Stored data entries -
//! Application configuration loading.

use std::path::PathBuf;

use bizforge_core::config::AppConfig;
use bizforge_core::error::Result;

use crate::paths::BizforgePaths;

/// Loads [`AppConfig`] from `config.toml`.
///
/// A missing file yields the defaults; a malformed file is an error rather
/// than a silent fallback, so a typo in the config does not quietly change
/// model selection.
pub struct ConfigService {
    path: PathBuf,
}

impl ConfigService {
    /// Creates a service reading from the default config file location.
    pub fn new() -> Result<Self> {
        let path = BizforgePaths::config_file()
            .map_err(|e| bizforge_core::BizforgeError::config(e.to_string()))?;
        Ok(Self { path })
    }

    /// Creates a service reading from a custom path (for testing).
    pub fn with_path(path: PathBuf) -> Self {
        Self { path }
    }

    /// Loads the configuration, falling back to defaults when absent.
    pub fn load(&self) -> Result<AppConfig> {
        if !self.path.exists() {
            return Ok(AppConfig::default());
        }

        let content = std::fs::read_to_string(&self.path)?;
        let config = toml::from_str(&content)?;
        Ok(config)
    }
}

#[cfg(test)]
mod tests {
    use super::*;
    use tempfile::TempDir;

    #[test]
    fn test_missing_file_yields_defaults() {
        let temp_dir = TempDir::new().unwrap();
        let service = ConfigService::with_path(temp_dir.path().join("config.toml"));
        let config = service.load().unwrap();
        assert_eq!(config.plan_model, AppConfig::default().plan_model);
    }

    #[test]
    fn test_file_overrides_defaults() {
        let temp_dir = TempDir::new().unwrap();
        let path = temp_dir.path().join("config.toml");
        std::fs::write(&path, "plan_model = \"gemini-experimental\"\ntemperature = 0.3\n")
            .unwrap();

        let config = ConfigService::with_path(path).load().unwrap();
        assert_eq!(config.plan_model, "gemini-experimental");
        assert_eq!(config.temperature, 0.3);
    }

    #[test]
    fn test_malformed_file_is_error() {
        let temp_dir = TempDir::new().unwrap();
        let path = temp_dir.path().join("config.toml");
        std::fs::write(&path, "plan_model = [not toml").unwrap();

        let result = ConfigService::with_path(path).load();
        assert!(result.unwrap_err().is_serialization());
    }
}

About this exercise -
Where the string "Loads" appears in a line of the entries, that line counts; state the total number of such lines and nothing else.

Exercise solution -
2